La seule voie pour les
travailleurs
Le Front national, de loin en
tête des résultats, le Parti socialiste, plus bas que jamais depuis des
décennies, et tout cela sur la base d’une forte abstention : voilà les
éléments marquants de ces élections européennes.
Comme aux municipales, le PS a
été rejeté par son propre électorat. Il paye le prix de sa politique,
entièrement consacrée à favoriser les intérêts des groupes capitalistes et des
banquiers en multipliant les mesures qui aggravent les conditions d’existence
des classes populaires.
Le FN a réussi à détourner à
son profit l’écœurement provoqué par le PS. Marine Le Pen a annoncé
triomphalement que c’était la fin du bipartisme, c’est-à-dire de l’alternance
de la droite et de la gauche au pouvoir.
Si cela s’avérait exact, cela
signifierait seulement que la supercherie de l’alternance entre l’UMP et le PS
serait remplacée par une alternance à trois.
À la rivalité gauche-droite, en
concurrence pour la mangeoire mais d’accord pour mener la politique exigée par
la grande bourgeoisie et les possédants, s’ajouterait un troisième larron. Mais
quelle que soit leur combinaison, le pouvoir mènerait sa politique en fonction
des intérêts des possédants, des grands groupes industriels et commerciaux et
des banquiers qui détiennent le véritable pouvoir.
Le FN, comme les deux autres,
représente une politique pour la bourgeoisie mais avec des méthodes encore plus
brutales et en charriant toutes les idées réactionnaires, rétrogrades,
xénophobes et racistes. Avec, en plus, la menace que le renforcement même
simplement électoral du FN encourage une mouvance anti-ouvrière qui ne se
contenterait pas de voter mais qui serait prête à passer aux actes contre les
travailleurs immigrés d’abord, contre les travailleurs tout court ensuite.
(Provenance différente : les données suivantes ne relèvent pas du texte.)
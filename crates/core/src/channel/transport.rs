//! Framed transport seam between the connection and the wire.

use std::io;

use async_trait::async_trait;
use omx_protocol::{Request, Response};
use tokio::io::{AsyncBufReadExt, AsyncWriteExt, BufReader};
use tokio::net::UnixStream;
use tokio::net::unix::{OwnedReadHalf, OwnedWriteHalf};
use tracing::trace;

/// One direction-paired frame pipe to the player.
///
/// Implementations carry exactly one request/response exchange at a time;
/// serialization is enforced above by the invocation queue.
#[async_trait]
pub trait Transport: Send {
	/// Writes one request frame.
	async fn send(&mut self, request: &Request) -> io::Result<()>;
	/// Reads the next response frame.
	async fn recv(&mut self) -> io::Result<Response>;
}

/// Newline-delimited JSON frames over a Unix domain socket.
pub struct UnixTransport {
	reader: BufReader<OwnedReadHalf>,
	writer: OwnedWriteHalf,
}

impl UnixTransport {
	/// Connects to the socket at `address`.
	///
	/// Fails transiently while the player is still binding its socket.
	pub async fn connect(address: &str) -> io::Result<Self> {
		let stream = UnixStream::connect(address).await?;
		let (read_half, write_half) = stream.into_split();
		Ok(Self {
			reader: BufReader::new(read_half),
			writer: write_half,
		})
	}
}

#[async_trait]
impl Transport for UnixTransport {
	async fn send(&mut self, request: &Request) -> io::Result<()> {
		let mut frame = serde_json::to_string(request).map_err(io::Error::other)?;
		frame.push('\n');
		trace!(target = "omx.channel", member = %request.member, "send frame");
		self.writer.write_all(frame.as_bytes()).await?;
		self.writer.flush().await
	}

	async fn recv(&mut self) -> io::Result<Response> {
		let mut line = String::new();
		let read = self.reader.read_line(&mut line).await?;
		if read == 0 {
			return Err(io::Error::new(io::ErrorKind::UnexpectedEof, "channel closed by player"));
		}
		serde_json::from_str(line.trim_end()).map_err(io::Error::other)
	}
}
Comment en sommes-nous arrivés
là ? Dans l’immédiat, il y a la responsabilité écrasante du PS, le
désespoir et la perte de repères que sa politique a engendrés dans les classes
populaires.
Mais il y a une responsabilité
plus générale des grands partis issus du mouvement ouvrier qui, au fil du
temps, ont complètement sacrifié les intérêts de la classe ouvrière pour
accéder au pouvoir gouvernemental où ils ne pouvaient pas mener une politique
autre que celle de la grande bourgeoisie.
Si le FN a pu devenir le
déversoir du mécontentement dans les classes populaires, c’est qu’il n’y a plus
face à lui de partis qui représentent les intérêts des exploités.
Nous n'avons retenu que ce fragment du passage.